Stored data entries
______________________________

// SPDX-License-Identifier: PMPL-1.0-or-later
// Copyright (c) 2026 Jonathan D.A. Jewell (hyperpolymath) <jonathan.jewell@open.ac.uk>
//
// Extraction pipeline: OCR page in, ranked fields out.
//
// The extractor holds only immutable state (compiled rules and config), so a
// single instance can be shared across threads and documents.

use serde::{Deserialize, Serialize};
use tracing::{debug, info, instrument};

use fieldscan_core::config::ExtractionConfig;
use fieldscan_core::error::Result;
use fieldscan_core::types::{ExtractedField, FieldCandidate, LineItem};

use crate::line_items::LineItemScanner;
use crate::ocr::OcrPage;
use crate::rank::{collect_text_candidates, rank};
use crate::resolve::CoordinateResolver;
use crate::rules::RuleSet;

/// Everything extracted from one page.
#[derive(Debug, Clone, PartialEq, Serialize, Deserialize)]
#[serde(rename_all = "camelCase")]
pub struct ExtractionReport {
    pub fields: Vec<ExtractedField>,
    pub line_items: Vec<LineItem>,
    pub full_text: String,
}

/// Stateless field extractor.
#[derive(Debug, Clone)]
pub struct FieldExtractor {
    rules: RuleSet,
    line_items: LineItemScanner,
    config: ExtractionConfig,
}

impl FieldExtractor {
    /// Extractor with the built-in invoice rules.
    pub fn new(config: ExtractionConfig) -> Result<Self> {
        Self::with_rules(RuleSet::invoice_defaults()?, config)
    }

    /// Extractor with a caller-supplied rule set.
    pub fn with_rules(rules: RuleSet, config: ExtractionConfig) -> Result<Self> {
        Ok(Self {
            rules,
            line_items: LineItemScanner::new()?,
            config,
        })
    }

    pub fn rules(&self) -> &RuleSet {
        &self.rules
    }

    pub fn config(&self) -> &ExtractionConfig {
        &self.config
    }

    /// Run the full pipeline on one page.
    ///
    /// Never fails: missing lines or words and non-matching rules just mean
    /// fewer fields.
    #[instrument(skip_all, fields(lines = page.lines.len(), words = page.words.len()))]
    pub fn extract(&self, page: &OcrPage) -> Vec<ExtractedField> {
        let structured = self.structured_candidates(page);
        let text = collect_text_candidates(&page.words, &self.config);
        debug!(
            structured = structured.len(),
            text = text.len(),
            "candidate pool collected"
        );

        let fields = rank(structured, text, &self.config);
        info!(fields = fields.len(), "extraction complete");
        fields
    }

    /// Fields plus line items and the page's full text.
    pub fn extract_report(&self, page: &OcrPage) -> ExtractionReport {
        let fields = self.extract(page);
        let line_items = if self.config.extract_line_items {
            self.line_items.scan(page)
        } else {
            Vec::new()
        };
        ExtractionReport {
            fields,
            line_items,
            full_text: page.full_text.clone(),
        }
    }

    fn structured_candidates(&self, page: &OcrPage) -> Vec<FieldCandidate> {
        let resolver = CoordinateResolver::new(page, self.config.unlocalized_confidence);
        self.rules
            .evaluate(page)
            .into_iter()
            .filter_map(|m| {
                let rule = self.rules.rule(m.rank)?;
                let resolved = resolver.resolve(&m, rule);
                Some(FieldCandidate {
                    field_type: m.field_type,
                    value: m.value,
                    raw_source_text: m.matched,
                    confidence: resolved.confidence,
                    bbox: resolved.bbox,
                    pattern_rank: m.rank,
                })
            })
            .collect()
    }
}
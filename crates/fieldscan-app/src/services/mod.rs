// SPDX-License-Identifier: PMPL-1.0-or-later
// Copyright (c) 2026 Jonathan D.A. Jewell (hyperpolymath) <jonathan.jewell@open.ac.uk>
//
// Service layer: joins the render queue, an OCR engine and the extractor
// into operations the CLI can call directly.

pub mod session;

______________________________

* [TASK TO COMPLETE]: Check each line above for "CoordinateResolver" and return the ones that have it.

* [TASK SOLUTION]:
use crate::resolve::CoordinateResolver;
        let resolver = CoordinateResolver::new(page, self.config.unlocalized_confidence);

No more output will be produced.